- WORK ORDER -
Please go through the records below and return every line holding the word "head".
──────── MATERIAL PROVIDED ────────
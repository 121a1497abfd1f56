//! Contiguous node storage for the Fibonacci heap
//!
//! Nodes live in a single `Vec` and refer to each other by [`NodeId`] index, so
//! the parent/child/sibling graph has no ownership cycles. The node that a ring
//! link points at is owned by the arena, never by the link.
//!
//! # Free pool
//!
//! Retired nodes are reset to a canonical singleton state and threaded onto a
//! doubly linked free pool: `child` names the next vacant slot and `parent`
//! the previous one. Insert takes from the pool before growing the vector, so
//! the arena never holds more slots than the peak number of live nodes.
//!
//! A pool limit bounds how many vacant slots are retained. Past it, vacant
//! slots at the end of the vector are released; vacancies below a live slot
//! stay pooled until they are reused or become the tail.
//!
//! # Generations
//!
//! Every slot carries a generation that is bumped when the node is retired. A
//! [`NodeRef`] records the generation it was issued under, so a reference to an
//! extracted node (or to a recycled slot) is detected instead of silently
//! addressing whatever lives there now. Slots created after a release or a
//! clear start above every generation handed out before, so old references
//! never match them.

use crate::rank::Degree;
use crate::traits::{Data, Handle};

/// Index of a node slot in the arena.
#[derive(Clone, Copy, Debug, PartialEq, Eq, Hash, PartialOrd, Ord)]
pub struct NodeId(u32);

impl NodeId {
    #[inline]
    pub(crate) fn index(self) -> usize {
        self.0 as usize
    }

    #[inline]
    fn from_index(index: usize) -> Self {
        NodeId(u32::try_from(index).expect("arena exceeds u32::MAX node slots"))
    }
}

/// Opaque, generation-checked reference to a node, returned by insert.
///
/// A `NodeRef` is only meaningful for the heap that issued it. It becomes
/// invalid once its node is extracted or deleted, when the heap is cleared, and
/// when the heap is merged into another one.
#[derive(Clone, Copy, Debug, PartialEq, Eq, Hash)]
pub struct NodeRef {
    pub(crate) id: NodeId,
    pub(crate) generation: u32,
}

impl Handle for NodeRef {}

impl NodeRef {
    /// The slot this reference points at.
    pub fn id(&self) -> NodeId {
        self.id
    }

    /// The slot generation this reference was issued under.
    pub fn generation(&self) -> u32 {
        self.generation
    }
}

/// A heap node.
///
/// `key` is `None` exactly when the slot is retired (pooled or dead).
#[derive(Debug)]
pub(crate) struct Node<P> {
    pub(crate) key: Option<P>,
    pub(crate) data: Data,
    pub(crate) parent: Option<NodeId>,
    pub(crate) child: Option<NodeId>,
    pub(crate) left: NodeId,
    pub(crate) right: NodeId,
    pub(crate) degree: Degree,
    pub(crate) marked: bool,
    pub(crate) generation: u32,
}

impl<P> Node<P> {
    fn singleton(id: NodeId, key: P, data: Data, generation: u32) -> Self {
        Node {
            key: Some(key),
            data,
            parent: None,
            child: None,
            left: id,
            right: id,
            degree: 0,
            marked: false,
            generation,
        }
    }

    /// Resets every structural field, keeping only the generation.
    fn reset(&mut self, id: NodeId) {
        self.data = 0;
        self.parent = None;
        self.child = None;
        self.left = id;
        self.right = id;
        self.degree = 0;
        self.marked = false;
    }
}

/// Node arena with a free pool of retired slots.
#[derive(Debug)]
pub(crate) struct Arena<P> {
    nodes: Vec<Node<P>>,
    free: Option<NodeId>,
    pooled: usize,
    /// Generation for freshly pushed slots
    base_generation: u32,
}

impl<P> Arena<P> {
    pub(crate) fn with_capacity(capacity: usize) -> Self {
        Arena {
            nodes: Vec::with_capacity(capacity),
            free: None,
            pooled: 0,
            base_generation: 0,
        }
    }

    /// Number of retired nodes waiting in the free pool.
    #[inline]
    pub(crate) fn pooled(&self) -> usize {
        self.pooled
    }

    /// Total number of slots, live or not.
    #[inline]
    pub(crate) fn slots(&self) -> usize {
        self.nodes.len()
    }

    #[inline]
    pub(crate) fn node(&self, id: NodeId) -> &Node<P> {
        &self.nodes[id.index()]
    }

    #[inline]
    pub(crate) fn node_mut(&mut self, id: NodeId) -> &mut Node<P> {
        &mut self.nodes[id.index()]
    }

    /// Key of a live node.
    #[inline]
    pub(crate) fn key(&self, id: NodeId) -> &P {
        self.node(id)
            .key
            .as_ref()
            .expect("structural links only reach live nodes")
    }

    /// Creates a singleton-ring node, recycling a pooled slot when possible.
    pub(crate) fn alloc(&mut self, key: P, data: Data) -> NodeId {
        match self.free {
            Some(id) => {
                let node = self.node_mut(id);
                debug_assert!(node.key.is_none());
                let next = node.child.take();
                node.key = Some(key);
                node.data = data;
                if let Some(next) = next {
                    self.node_mut(next).parent = None;
                }
                self.free = next;
                self.pooled -= 1;
                id
            }
            None => {
                let id = NodeId::from_index(self.nodes.len());
                self.nodes
                    .push(Node::singleton(id, key, data, self.base_generation));
                id
            }
        }
    }

    /// Retires a node that has already been unlinked from the forest.
    ///
    /// The slot is reset, its generation bumped, and it joins the free pool.
    /// With `pool_limit` set, vacant slots at the end of the vector are then
    /// released until the pool is back under the limit or the tail is live.
    pub(crate) fn retire(&mut self, id: NodeId, pool_limit: Option<usize>) -> Option<P> {
        let free = self.free;
        let node = self.node_mut(id);
        let key = node.key.take();
        node.reset(id);
        node.generation = node.generation.wrapping_add(1);
        node.child = free;
        if let Some(head) = free {
            self.node_mut(head).parent = Some(id);
        }
        self.free = Some(id);
        self.pooled += 1;

        if let Some(limit) = pool_limit {
            self.release_tail(limit);
        }
        key
    }

    /// Pops vacant slots off the end of the vector while more than `limit`
    /// slots are pooled.
    fn release_tail(&mut self, limit: usize) {
        while self.pooled > limit {
            let Some(last) = self.nodes.last() else {
                break;
            };
            if last.key.is_some() {
                break;
            }
            let id = NodeId::from_index(self.nodes.len() - 1);
            self.unlink_free(id);
            if let Some(node) = self.nodes.pop() {
                self.base_generation = self.base_generation.max(node.generation);
            }
            self.pooled -= 1;
        }
    }

    /// Removes a vacant slot from the free pool.
    fn unlink_free(&mut self, id: NodeId) {
        let (prev, next) = {
            let node = self.node_mut(id);
            (node.parent.take(), node.child.take())
        };
        match prev {
            Some(prev) => self.node_mut(prev).child = next,
            None => self.free = next,
        }
        if let Some(next) = next {
            self.node_mut(next).parent = prev;
        }
    }

    /// Issues a reference to a live node.
    #[inline]
    pub(crate) fn reference(&self, id: NodeId) -> NodeRef {
        NodeRef {
            id,
            generation: self.node(id).generation,
        }
    }

    /// Resolves a reference, returning `None` if it is stale.
    pub(crate) fn resolve(&self, handle: &NodeRef) -> Option<NodeId> {
        self.nodes
            .get(handle.id.index())
            .filter(|node| node.generation == handle.generation && node.key.is_some())
            .map(|_| handle.id)
    }

    /// Slots currently holding a live node.
    #[cfg(test)]
    pub(crate) fn live_ids(&self) -> impl Iterator<Item = NodeId> + '_ {
        self.nodes
            .iter()
            .enumerate()
            .filter(|(_, node)| node.key.is_some())
            .map(|(index, _)| NodeId::from_index(index))
    }

    /// Drops every node and the free pool.
    pub(crate) fn clear(&mut self) {
        self.base_generation = self.generation_floor();
        self.nodes.clear();
        self.free = None;
        self.pooled = 0;
    }

    /// A generation above every one handed out so far.
    fn generation_floor(&self) -> u32 {
        self.nodes
            .iter()
            .map(|node| node.generation.wrapping_add(1))
            .fold(self.base_generation, u32::max)
    }

    /// Moves every live node of `other` into this arena.
    ///
    /// Links are rewritten to the new slots and `other` is left empty. Returns
    /// the old-to-new slot mapping, indexed by the old slot.
    pub(crate) fn absorb(&mut self, other: &mut Arena<P>) -> Vec<Option<NodeId>> {
        let floor = other.generation_floor();
        let donor = std::mem::take(&mut other.nodes);
        other.clear();
        other.base_generation = floor;

        let mut map = vec![None; donor.len()];
        let mut moved = Vec::with_capacity(donor.len());
        for (old, mut node) in donor.into_iter().enumerate() {
            if let Some(key) = node.key.take() {
                let id = self.alloc(key, node.data);
                map[old] = Some(id);
                moved.push((id, node));
            }
        }

        let remap = |id: NodeId| map[id.index()].expect("live nodes only link to live nodes");
        for (id, old) in moved {
            let node = self.node_mut(id);
            node.parent = old.parent.map(remap);
            node.child = old.child.map(remap);
            node.left = remap(old.left);
            node.right = remap(old.right);
            node.degree = old.degree;
            node.marked = old.marked;
        }
        map
    }
}

impl<P> Default for Arena<P> {
    fn default() -> Self {
        Self::with_capacity(0)
    }
}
────────
- SOLUTION TO THE PROBLEM -
        if let Some(head) = free {
            self.node_mut(head).parent = Some(id);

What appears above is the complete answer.